Published in Whitelines Magazine Issue 93, December 2010

Ride Snowboard


DH – £365

SIZES: 151, 153, 155, 157, 159, 153W, 156W, 159W, 162W


This is Ride’s flag ship freestyle stick, ridden by the likes of French-Canadian wunderkind Seb Toots. Since it was first introduced four or five seasons back, it’s also proved to be one of their best sellers. It’s got a traditional camber profile, giving it tons of pop, and a flex that’s relatively stiff – but not so much that you can’t jib about on it. It’s not built with pow in mind, but it’ll handle it pretty well, and it comes in a wide for those with big feet. Just don’t ask what DH means, cos we haven’t got a clue!

DC Snowboard



SIZES: 154, 157


Devun has abandoned the sheep theme for this third pro-model with DC in favour of a prancing, crown wearing dog. As you do. That purple base is pure pimp though, and when you start looking underneath it, the tech spec is pretty pimp too.
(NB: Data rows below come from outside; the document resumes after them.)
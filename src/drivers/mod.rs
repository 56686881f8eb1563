//! Storage Drivers
//!
//! Backend variants of the storage driver contract and their host-local
//! executors:
//!
//! - `glusterfs`: NAS, in-memory volume set
//! - `objectivefs`: object filesystems managed with `mount.objectivefs`
//! - `s3fs`: one bucket per volume
//! - `efs`: NAS over Elastic File System mount targets

pub mod aws;
pub mod efs;
pub mod glusterfs;
pub mod objectivefs;
pub mod s3fs;

pub use efs::{EfsDriver, EfsExecutor};
pub use glusterfs::{GlusterfsDriver, GlusterfsExecutor};
pub use objectivefs::ObjectiveFsDriver;
pub use s3fs::S3fsDriver;

use crate::config::ConfigRegistration;
use crate::registry::RegistryBuilder;

/// Register every storage driver, executor and OS driver
pub fn register_all(builder: &mut RegistryBuilder) {
    builder
        .register_storage_driver(glusterfs::DRIVER_NAME, || Box::new(GlusterfsDriver::new()))
        .register_storage_driver(objectivefs::DRIVER_NAME, || {
            Box::new(ObjectiveFsDriver::new())
        })
        .register_storage_driver(s3fs::DRIVER_NAME, || Box::new(S3fsDriver::new()))
        .register_storage_driver(efs::DRIVER_NAME, || Box::new(EfsDriver::new()))
        .register_storage_executor(glusterfs::DRIVER_NAME, || {
            Box::new(GlusterfsExecutor::new())
        })
        .register_storage_executor(efs::DRIVER_NAME, || Box::new(EfsExecutor::new()));
    crate::os::register(builder);
}

/// Default configuration keys of every component
pub fn config_registrations() -> Vec<ConfigRegistration> {
    vec![
        crate::os::linux::config_registration(),
        glusterfs::config_registration(),
        objectivefs::config_registration(),
        s3fs::config_registration(),
        efs::config_registration(),
    ]
}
It’s got are verse camber shape but combines it with a stiff flex, making it perfect for the kind of burly powder freestyle that Devun’s famous for. Anyone who enjoys taking their tricks out of the park and onto the mountains will love this.

Stepchild Snowboard


EXPAT – £360

SIZES: 155, 158.5, 162.5, 158.5MW


This high-end board is designed for riders who know their onions, and enjoy shredding the whole mountain. Why? Well, it’s got a firm flex, a responsive camber profile that gives it tons of snap, and a directional shape that makes it perfect for piste and pow. It’s probably a bit stiff for rail riding, but it’ll still handle well in the park. Its graphic, which has a dig at the excesses of corporate America, is also one of the raddest we’ve seen this year!

Head Snowboard


TEAM – £350

SIZES: 148, 151, 154, 158, 161


This is one of the main weapons in Head’s freestyle arsenal, and has been helping the likes of Dan Wakeham tear up pipes and park for years. It’s got a honeycomb core which, as well as being light, is stiffer than those in a lot of park boards. This means it holds an edge really well (ideal for piste charging and icy transitions,) and when combined with its camber profile, gives it lots of pop. OK, so the snub nose means it’s not the floatiest stick in pow, buton the flipside it helps keep the spin weight down, making tricks even easier.